Deuxièmement ne pensez-vous pas que les positions du grand rabbin de France, M. Joseph Sitruk, puissent conduire à faire entrer le dogme religieux dans la conduite des écoles laïques ? Ne trouvez-vous pas cela inadmissible, voire profondément choquant ? Pourriez-vous clarifier votre position sur ce point ? Ne sommes-nous pas en train d'assister à l'éruption du dogme religieux dans la conduite des écoles laïques ?

Enfin, Mme Mignon, je suis désolé de vous contredire, mais je conteste votre affirmation selon laquelle l'ordre juridique actuel - et notamment la Constitution - ne permettrait pas de dicter à l'usager un comportement de neutralité et de laïcité.

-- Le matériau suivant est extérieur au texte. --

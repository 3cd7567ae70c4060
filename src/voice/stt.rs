//! Speech-to-text (STT) processing

use url::Url;

use crate::config::{ApiKeys, SttProvider, VoiceConfig};
use crate::{Error, Result};

/// Response from OpenAI Whisper transcription API
#[derive(serde::Deserialize)]
struct WhisperResponse {
    text: String,
}

/// Response from Deepgram transcription API
#[derive(serde::Deserialize)]
struct DeepgramResponse {
    results: DeepgramResults,
}

#[derive(serde::Deserialize)]
struct DeepgramResults {
    channels: Vec<DeepgramChannel>,
}

#[derive(serde::Deserialize)]
struct DeepgramChannel {
    alternatives: Vec<DeepgramAlternative>,
}

#[derive(serde::Deserialize)]
struct DeepgramAlternative {
    transcript: String,
}

/// Transcribes recorded speech to text
pub struct SpeechToText {
    client: reqwest::Client,
    api_key: String,
    model: String,
    provider: SttProvider,
}

impl SpeechToText {
    /// Create a transcriber for the configured provider
    ///
    /// # Errors
    ///
    /// Returns error if the provider's API key is missing
    pub fn from_config(voice: &VoiceConfig, keys: &ApiKeys) -> Result<Self> {
        let (api_key, name) = match voice.stt_provider {
            SttProvider::Whisper => (keys.openai.clone(), "OpenAI"),
            SttProvider::Deepgram => (keys.deepgram.clone(), "Deepgram"),
        };

        let api_key = api_key
            .filter(|k| !k.is_empty())
            .ok_or_else(|| Error::Config(format!("{name} API key required for STT")))?;

        Ok(Self {
            client: reqwest::Client::new(),
            api_key,
            model: voice.stt_model.clone(),
            provider: voice.stt_provider,
        })
    }

    /// Transcribe WAV audio to text
    ///
    /// # Errors
    ///
    /// Returns error if transcription fails
    pub async fn transcribe(&self, wav: Vec<u8>) -> Result<String> {
        match self.provider {
            SttProvider::Whisper => self.transcribe_whisper(wav).await,
            SttProvider::Deepgram => self.transcribe_deepgram(wav).await,
        }
    }

    async fn transcribe_whisper(&self, wav: Vec<u8>) -> Result<String> {
        tracing::debug!(audio_bytes = wav.len(), "starting Whisper transcription");

        let form = reqwest::multipart::Form::new()
            .part(
                "file",
                reqwest::multipart::Part::bytes(wav)
                    .file_name("audio.wav")
                    .mime_str("audio/wav")
                    .map_err(|e| Error::Stt(e.to_string()))?,
            )
            .text("model", self.model.clone());

        let response = self
            .client
            .post("https://api.openai.com/v1/audio/transcriptions")
            .bearer_auth(&self.api_key)
            .multipart(form)
            .send()
            .await?;

        let status = response.status();
        if !status.is_success() {
            let body = response.text().await.unwrap_or_default();
            tracing::warn!(status = %status, body = %body, "Whisper API error");
            return Err(Error::Stt(format!("Whisper API error {status}: {body}")));
        }

        let result: WhisperResponse = response.json().await?;
        tracing::debug!(transcript = %result.text, "transcription complete");
        Ok(result.text)
    }

    async fn transcribe_deepgram(&self, wav: Vec<u8>) -> Result<String> {
        tracing::debug!(audio_bytes = wav.len(), "starting Deepgram transcription");

        let url = deepgram_listen_url(&self.model)?;

        let response = self
            .client
            .post(url)
            .header("Authorization", format!("Token {}", self.api_key))
            .header("Content-Type", "audio/wav")
            .body(wav)
            .send()
            .await?;

        let status = response.status();
        if !status.is_success() {
            let body = response.text().await.unwrap_or_default();
            tracing::warn!(status = %status, body = %body, "Deepgram API error");
            return Err(Error::Stt(format!("Deepgram API error {status}: {body}")));
        }

        let result: DeepgramResponse = response.json().await?;
        let transcript = first_transcript(result);

        tracing::debug!(transcript = %transcript, "transcription complete");
        Ok(transcript)
    }
}

/// Deepgram listen URL with the model passed as an encoded query value
fn deepgram_listen_url(model: &str) -> Result<Url> {
    Url::parse_with_params(
        "https://api.deepgram.com/v1/listen",
        &[("model", model), ("punctuate", "true")],
    )
    .map_err(|e| Error::Stt(e.to_string()))
}

fn first_transcript(response: DeepgramResponse) -> String {
    response
        .results
        .channels
        .into_iter()
        .next()
        .and_then(|c| c.alternatives.into_iter().next())
        .map(|a| a.transcript)
        .unwrap_or_default()
}
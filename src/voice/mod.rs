//! Speech capture and speech output adapters
//!
//! The controller only sees the [`SpeechCapture`] and [`SpeechOutput`] ports.
//! Microphone recognition goes through local capture, endpointing and a remote
//! STT provider; spoken replies go through a remote TTS provider and local
//! playback.

mod capture;
mod disabled;
mod endpoint;
mod playback;
mod recognizer;
mod speaker;
mod stt;
mod tts;

use std::fmt;

use tokio::sync::mpsc;
use tokio_util::sync::CancellationToken;

pub use capture::{Microphone, SAMPLE_RATE, samples_to_wav};
pub use disabled::Disabled;
pub use endpoint::{Endpoint, EndpointConfig, Endpointer};
pub use playback::Speaker;
pub use recognizer::MicrophoneRecognizer;
pub use speaker::SpeakerOutput;
pub use stt::SpeechToText;
pub use tts::TextToSpeech;

use crate::Result;
use crate::controller::Event;
use crate::session::{Generation, RecognitionResult, VoiceDescriptor};

/// Why a capture cycle failed
#[derive(Debug, Clone, PartialEq, Eq)]
pub enum CaptureErrorKind {
    /// Nothing was said before the timeout
    NoSpeech,
    /// The input device failed
    AudioCapture,
    /// Microphone access was denied
    NotAllowed,
    /// The recognition backend could not be reached
    Network,
    /// The cycle was aborted by the adapter
    Aborted,
    /// Anything else, with the adapter's description
    Other(String),
}

impl fmt::Display for CaptureErrorKind {
    fn fmt(&self, f: &mut fmt::Formatter<'_>) -> fmt::Result {
        match self {
            Self::NoSpeech => f.write_str("no speech detected"),
            Self::AudioCapture => f.write_str("microphone failure"),
            Self::NotAllowed => f.write_str("microphone access denied"),
            Self::Network => f.write_str("speech recognition service unreachable"),
            Self::Aborted => f.write_str("recognition aborted"),
            Self::Other(detail) => f.write_str(detail),
        }
    }
}

/// Lifecycle event of one capture cycle
///
/// At most one `Result` or `Error` fires per cycle and `Ended` always fires last.
#[derive(Debug, Clone, PartialEq, Eq)]
pub enum CaptureEvent {
    /// Capture has begun
    Started,
    /// Recognized speech
    Result(RecognitionResult),
    /// Recognition failed
    Error(CaptureErrorKind),
    /// The cycle is over
    Ended,
}

/// Notification about one utterance
#[derive(Debug, Clone, PartialEq, Eq)]
pub enum SpeechEvent {
    /// The utterance played to the end
    Finished,
    /// The utterance was cancelled or superseded
    Cancelled,
    /// The utterance could not be synthesized or played
    Failed(String),
}

/// Text to speak and the voice to speak it with
#[derive(Debug, Clone, PartialEq, Eq)]
pub struct Utterance {
    /// Text to synthesize
    pub text: String,

    /// Voice from the catalog; `None` selects the adapter default
    pub voice_id: Option<String>,
}

/// Sink for one capture cycle's events, tagged with the cycle's generation
#[derive(Debug, Clone)]
pub struct CaptureEvents {
    generation: Generation,
    tx: mpsc::UnboundedSender<Event>,
}

impl CaptureEvents {
    /// Create a sink for `generation`
    #[must_use]
    pub const fn new(generation: Generation, tx: mpsc::UnboundedSender<Event>) -> Self {
        Self { generation, tx }
    }

    /// Generation this sink reports under
    #[must_use]
    pub const fn generation(&self) -> Generation {
        self.generation
    }

    /// Report an event; returns false once the controller has gone away
    pub fn emit(&self, event: CaptureEvent) -> bool {
        self.tx
            .send(Event::Capture {
                generation: self.generation,
                event,
            })
            .is_ok()
    }
}

/// Sink for one utterance's notifications, tagged with the cycle's generation
#[derive(Debug, Clone)]
pub struct SpeechEvents {
    generation: Generation,
    tx: mpsc::UnboundedSender<Event>,
}

impl SpeechEvents {
    /// Create a sink for `generation`
    #[must_use]
    pub const fn new(generation: Generation, tx: mpsc::UnboundedSender<Event>) -> Self {
        Self { generation, tx }
    }

    /// Generation this sink reports under
    #[must_use]
    pub const fn generation(&self) -> Generation {
        self.generation
    }

    /// Report an event; returns false once the controller has gone away
    pub fn emit(&self, event: SpeechEvent) -> bool {
        self.tx
            .send(Event::Speech {
                generation: self.generation,
                event,
            })
            .is_ok()
    }
}

/// Handle to a playing utterance
#[derive(Debug, Clone, Default)]
pub struct UtteranceHandle {
    token: CancellationToken,
}

impl UtteranceHandle {
    /// Create a handle with a fresh token
    #[must_use]
    pub fn new() -> Self {
        Self::default()
    }

    /// Stop this utterance
    pub fn cancel(&self) {
        self.token.cancel();
    }

    /// Whether the utterance was cancelled
    #[must_use]
    pub fn is_cancelled(&self) -> bool {
        self.token.is_cancelled()
    }

    /// Token the adapter watches while playing
    #[must_use]
    pub fn token(&self) -> CancellationToken {
        self.token.clone()
    }
}

/// Platform speech recognition
pub trait SpeechCapture: Send + Sync {
    /// Whether recognition can run on this host
    fn is_available(&self) -> bool;

    /// Begin a capture cycle that reports through `events`
    ///
    /// # Errors
    ///
    /// Returns error if the cycle cannot be started
    fn start(&self, events: CaptureEvents) -> Result<()>;

    /// Best-effort stop of the active cycle
    ///
    /// Events may still trail in after this returns.
    fn stop(&self);
}

/// Platform speech synthesis
pub trait SpeechOutput: Send + Sync {
    /// Current voice catalog
    fn voices(&self) -> Vec<VoiceDescriptor>;

    /// Speak an utterance, cancelling any utterance still playing
    ///
    /// # Errors
    ///
    /// Returns error if synthesis cannot be started
    fn speak(&self, utterance: Utterance, events: SpeechEvents) -> Result<UtteranceHandle>;

    /// Stop everything that is playing
    fn cancel_all(&self);
}

#[cfg(test)]
mod tests {
    use super::*;

    #[test]
    fn test_capture_events_are_tagged() {
        let (tx, mut rx) = mpsc::unbounded_channel();
        let generation = Generation::default().next();
        let events = CaptureEvents::new(generation, tx);

        assert!(events.emit(CaptureEvent::Started));

        match rx.try_recv().unwrap() {
            Event::Capture {
                generation: tagged,
                event,
            } => {
                assert_eq!(tagged, generation);
                assert_eq!(event, CaptureEvent::Started);
            }
            other => panic!("unexpected event: {other:?}"),
        }
    }

    #[test]
    fn test_emit_after_controller_gone() {
        let (tx, rx) = mpsc::unbounded_channel();
        drop(rx);

        let events = SpeechEvents::new(Generation::default(), tx);
        assert!(!events.emit(SpeechEvent::Finished));
    }

    #[test]
    fn test_handle_cancel() {
        let handle = UtteranceHandle::new();
        let token = handle.token();
        assert!(!handle.is_cancelled());

        handle.cancel();
        assert!(token.is_cancelled());
    }

    #[test]
    fn test_capture_error_display() {
        assert_eq!(CaptureErrorKind::NoSpeech.to_string(), "no speech detected");
        assert_eq!(
            CaptureErrorKind::Other("bad grammar".to_string()).to_string(),
            "bad grammar"
        );
    }
}
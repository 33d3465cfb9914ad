use std::sync::atomic::{AtomicUsize, Ordering};
use std::sync::Mutex;

use log::debug;

use super::space::{CustomSpace, NormalSpace, RawHeap};
use super::visitor::{traverse, HeapVisitor};

/// The generation a collection targets.
#[derive(Debug, Clone, Copy, PartialEq, Eq)]
pub enum CollectionType {
    Minor,
    Major,
}

/// How much work a statistics snapshot is allowed to do.
#[derive(Debug, Clone, Copy, PartialEq, Eq)]
pub enum DetailLevel {
    /// Already-maintained counters only; touches nothing else.
    Brief,
    /// Full per-space breakdown; requires sweep completion and LAB flush.
    Detailed,
}

/// Observer of allocation volume changes, notified when linear allocation
/// buffers fold into the accounted counters and when the sweeper reclaims.
pub trait AllocationObserver: Send + Sync {
    fn allocated_object_size_increased(&self, bytes: usize);

    fn allocated_object_size_decreased(&self, _bytes: usize) {}
}

/// Heap-wide counters and collection-phase notifications.
///
/// The counters are maintained as allocation and sweeping proceed, so a
/// brief snapshot is a pure read. The per-space breakdown for detailed
/// snapshots lives in [`collect_detailed_statistics`] and is only reached
/// through the heap, which enforces the required ordering first.
pub struct StatsCollector {
    allocated_memory: AtomicUsize,
    resident_memory: AtomicUsize,
    allocated_object_size: AtomicUsize,
    marked_bytes: AtomicUsize,
    forced_major_collections: AtomicUsize,
    sweeps_completed: AtomicUsize,
    observers: Mutex<Vec<Box<dyn AllocationObserver>>>,
}

impl StatsCollector {
    pub(crate) fn new() -> Self {
        Self {
            allocated_memory: AtomicUsize::new(0),
            resident_memory: AtomicUsize::new(0),
            allocated_object_size: AtomicUsize::new(0),
            marked_bytes: AtomicUsize::new(0),
            forced_major_collections: AtomicUsize::new(0),
            sweeps_completed: AtomicUsize::new(0),
            observers: Mutex::new(Vec::new()),
        }
    }

    pub fn register_observer(&self, observer: Box<dyn AllocationObserver>) {
        self.observers.lock().unwrap().push(observer);
    }

    pub fn notify_marking_started(&self, collection_type: CollectionType, forced: bool) {
        debug!("marking started: {collection_type:?}, forced: {forced}");
        if collection_type == CollectionType::Major && forced {
            self.forced_major_collections.fetch_add(1, Ordering::SeqCst);
        }
    }

    pub fn notify_marking_completed(&self, marked_bytes: usize) {
        debug!("marking completed: {marked_bytes} bytes");
        self.marked_bytes.store(marked_bytes, Ordering::SeqCst);
    }

    pub fn notify_sweeping_completed(&self) {
        self.sweeps_completed.fetch_add(1, Ordering::SeqCst);
    }

    pub fn notify_page_allocated(&self, bytes: usize) {
        self.allocated_memory.fetch_add(bytes, Ordering::SeqCst);
        self.resident_memory.fetch_add(bytes, Ordering::SeqCst);
    }

    pub fn notify_page_freed(&self, bytes: usize) {
        self.allocated_memory.fetch_sub(bytes, Ordering::SeqCst);
        self.resident_memory.fetch_sub(bytes, Ordering::SeqCst);
    }

    pub fn notify_object_bytes_accounted(&self, bytes: usize) {
        self.allocated_object_size.fetch_add(bytes, Ordering::SeqCst);
        for observer in self.observers.lock().unwrap().iter() {
            observer.allocated_object_size_increased(bytes);
        }
    }

    pub fn notify_object_bytes_reclaimed(&self, bytes: usize) {
        let accounted = self
            .allocated_object_size
            .load(Ordering::SeqCst)
            .min(bytes);
        self.allocated_object_size
            .fetch_sub(accounted, Ordering::SeqCst);
        for observer in self.observers.lock().unwrap().iter() {
            observer.allocated_object_size_decreased(accounted);
        }
    }

    pub fn allocated_memory_size(&self) -> usize {
        self.allocated_memory.load(Ordering::SeqCst)
    }

    pub fn resident_memory_size(&self) -> usize {
        self.resident_memory.load(Ordering::SeqCst)
    }

    pub fn allocated_object_size(&self) -> usize {
        self.allocated_object_size.load(Ordering::SeqCst)
    }

    pub fn marked_bytes(&self) -> usize {
        self.marked_bytes.load(Ordering::SeqCst)
    }

    pub fn forced_major_collections(&self) -> usize {
        self.forced_major_collections.load(Ordering::SeqCst)
    }

    pub fn sweeps_completed(&self) -> usize {
        self.sweeps_completed.load(Ordering::SeqCst)
    }
}

/// A statistics snapshot. Brief snapshots carry the heap-wide counters
/// only; detailed snapshots add the per-space breakdown.
#[derive(Debug, Clone, PartialEq, Eq)]
pub struct HeapStatistics {
    pub detail_level: DetailLevel,
    pub allocated_size_bytes: usize,
    pub resident_size_bytes: usize,
    pub used_size_bytes: usize,
    pub space_stats: Vec<SpaceStatistics>,
}

#[derive(Debug, Clone, PartialEq, Eq)]
pub struct SpaceStatistics {
    pub name: String,
    pub committed_size_bytes: usize,
    pub used_size_bytes: usize,
    pub page_count: usize,
}

#[derive(Default)]
struct SpaceStatsVisitor {
    space_stats: Vec<SpaceStatistics>,
}

impl HeapVisitor for SpaceStatsVisitor {
    fn visit_normal_space(&mut self, space: &NormalSpace) -> bool {
        self.space_stats.push(SpaceStatistics {
            name: space.name(),
            committed_size_bytes: space.committed_bytes(),
            used_size_bytes: space.allocated_bytes(),
            page_count: space.pages().len(),
        });
        false
    }

    fn visit_custom_space(&mut self, space: &CustomSpace) -> bool {
        self.space_stats.push(SpaceStatistics {
            name: space.name(),
            committed_size_bytes: space.committed_bytes(),
            used_size_bytes: space.allocated_bytes(),
            page_count: space.pages().len(),
        });
        false
    }
}

/// Full-detail aggregation over a quiescent heap. The caller must have
/// finished any in-flight sweep and flushed every LAB first; per-space used
/// bytes are read from space accounting, which is only whole once no open
/// LAB is hiding bytes from it.
pub(crate) fn collect_detailed_statistics(
    raw_heap: &RawHeap,
    stats: &StatsCollector,
) -> HeapStatistics {
    let mut visitor = SpaceStatsVisitor::default();
    traverse(raw_heap, &mut visitor);

    HeapStatistics {
        detail_level: DetailLevel::Detailed,
        allocated_size_bytes: stats.allocated_memory_size(),
        resident_size_bytes: stats.resident_memory_size(),
        used_size_bytes: stats.allocated_object_size(),
        space_stats: visitor.space_stats,
    }
}

#[cfg(test)]
mod tests {
    use super::*;
    use std::sync::Arc;

    #[test]
    fn page_and_object_counters() {
        let stats = StatsCollector::new();

        stats.notify_page_allocated(16384);
        stats.notify_object_bytes_accounted(600);
        assert_eq!(stats.allocated_memory_size(), 16384);
        assert_eq!(stats.resident_memory_size(), 16384);
        assert_eq!(stats.allocated_object_size(), 600);

        stats.notify_object_bytes_reclaimed(200);
        stats.notify_page_freed(16384);
        assert_eq!(stats.allocated_object_size(), 400);
        assert_eq!(stats.allocated_memory_size(), 0);
    }

    #[test]
    fn reclaim_never_underflows() {
        let stats = StatsCollector::new();

        stats.notify_object_bytes_accounted(100);
        stats.notify_object_bytes_reclaimed(500);
        assert_eq!(stats.allocated_object_size(), 0);
    }

    #[test]
    fn forced_major_collections_are_counted() {
        let stats = StatsCollector::new();

        stats.notify_marking_started(CollectionType::Major, true);
        stats.notify_marking_started(CollectionType::Major, false);
        stats.notify_marking_started(CollectionType::Minor, true);
        stats.notify_marking_completed(0);

        assert_eq!(stats.forced_major_collections(), 1);
        assert_eq!(stats.marked_bytes(), 0);
    }

    struct CountingObserver {
        increased: AtomicUsize,
        decreased: AtomicUsize,
    }

    impl AllocationObserver for Arc<CountingObserver> {
        fn allocated_object_size_increased(&self, bytes: usize) {
            self.increased.fetch_add(bytes, Ordering::SeqCst);
        }

        fn allocated_object_size_decreased(&self, bytes: usize) {
            self.decreased.fetch_add(bytes, Ordering::SeqCst);
        }
    }

    #[test]
    fn observers_see_object_volume_changes() {
        let stats = StatsCollector::new();
        let observer = Arc::new(CountingObserver {
            increased: AtomicUsize::new(0),
            decreased: AtomicUsize::new(0),
        });

        stats.register_observer(Box::new(observer.clone()));
        stats.notify_object_bytes_accounted(300);
        stats.notify_object_bytes_reclaimed(100);

        assert_eq!(observer.increased.load(Ordering::SeqCst), 300);
        assert_eq!(observer.decreased.load(Ordering::SeqCst), 100);
    }
}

La jurisprudence de la Cour européenne des droits de l'homme, notamment celle issue du cas d'espèce de l'institutrice suisse qui professait en portant le voile, comprend toute une série de considérants qui soulignent combien les écoles sont des lieux de neutralité et qu'un certain nombre d'obligations peuvent très bien s'appliquer à l'usager. On ne peut laisser dire qu'il n'y aurait aujourd'hui aucune norme dans la République pour imposer le respect à l'usager de la neutralité du service public.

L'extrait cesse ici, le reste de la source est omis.